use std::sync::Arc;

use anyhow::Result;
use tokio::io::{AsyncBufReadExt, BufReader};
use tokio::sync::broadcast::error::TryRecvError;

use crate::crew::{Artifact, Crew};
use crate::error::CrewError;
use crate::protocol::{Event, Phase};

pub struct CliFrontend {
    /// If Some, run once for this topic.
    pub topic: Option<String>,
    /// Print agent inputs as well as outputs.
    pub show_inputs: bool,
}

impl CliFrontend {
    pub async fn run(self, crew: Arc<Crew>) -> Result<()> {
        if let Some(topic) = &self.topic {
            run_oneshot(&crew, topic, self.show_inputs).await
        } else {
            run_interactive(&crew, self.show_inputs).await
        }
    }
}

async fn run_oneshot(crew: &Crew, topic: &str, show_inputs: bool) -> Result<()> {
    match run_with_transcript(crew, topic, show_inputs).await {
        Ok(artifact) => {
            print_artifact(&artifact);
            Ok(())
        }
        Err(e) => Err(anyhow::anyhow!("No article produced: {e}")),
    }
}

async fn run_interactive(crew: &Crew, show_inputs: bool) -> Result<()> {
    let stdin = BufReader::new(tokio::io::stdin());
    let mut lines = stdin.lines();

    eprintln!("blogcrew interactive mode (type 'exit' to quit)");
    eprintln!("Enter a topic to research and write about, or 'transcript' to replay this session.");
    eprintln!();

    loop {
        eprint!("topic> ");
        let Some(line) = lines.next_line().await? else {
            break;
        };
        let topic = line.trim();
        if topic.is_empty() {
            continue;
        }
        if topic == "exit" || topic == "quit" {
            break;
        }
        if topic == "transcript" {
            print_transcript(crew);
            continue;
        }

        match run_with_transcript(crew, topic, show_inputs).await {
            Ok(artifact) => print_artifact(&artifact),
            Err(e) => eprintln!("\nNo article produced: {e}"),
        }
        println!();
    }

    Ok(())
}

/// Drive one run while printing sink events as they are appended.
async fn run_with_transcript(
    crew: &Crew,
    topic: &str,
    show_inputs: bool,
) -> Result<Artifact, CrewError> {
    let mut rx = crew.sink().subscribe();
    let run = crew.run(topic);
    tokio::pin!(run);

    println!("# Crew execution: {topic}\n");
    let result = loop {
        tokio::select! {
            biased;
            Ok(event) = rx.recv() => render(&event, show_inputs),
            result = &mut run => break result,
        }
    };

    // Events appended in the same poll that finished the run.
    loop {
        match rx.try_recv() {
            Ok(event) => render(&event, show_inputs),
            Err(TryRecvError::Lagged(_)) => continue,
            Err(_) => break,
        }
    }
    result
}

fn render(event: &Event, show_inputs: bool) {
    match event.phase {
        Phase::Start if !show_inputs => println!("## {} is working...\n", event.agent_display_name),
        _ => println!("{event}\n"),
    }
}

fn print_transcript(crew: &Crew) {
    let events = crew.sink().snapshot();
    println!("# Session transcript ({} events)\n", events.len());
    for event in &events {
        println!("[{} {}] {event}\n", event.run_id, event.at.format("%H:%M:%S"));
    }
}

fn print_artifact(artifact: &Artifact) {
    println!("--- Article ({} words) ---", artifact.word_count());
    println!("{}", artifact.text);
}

──────────────────────────────

**Work instruction:**
Look through the data and show every line containing "tokio".

**Result of this exercise:**
use tokio::io::{AsyncBufReadExt, BufReader};
use tokio::sync::broadcast::error::TryRecvError;
    let stdin = BufReader::new(tokio::io::stdin());
    tokio::pin!(run);
        tokio::select! {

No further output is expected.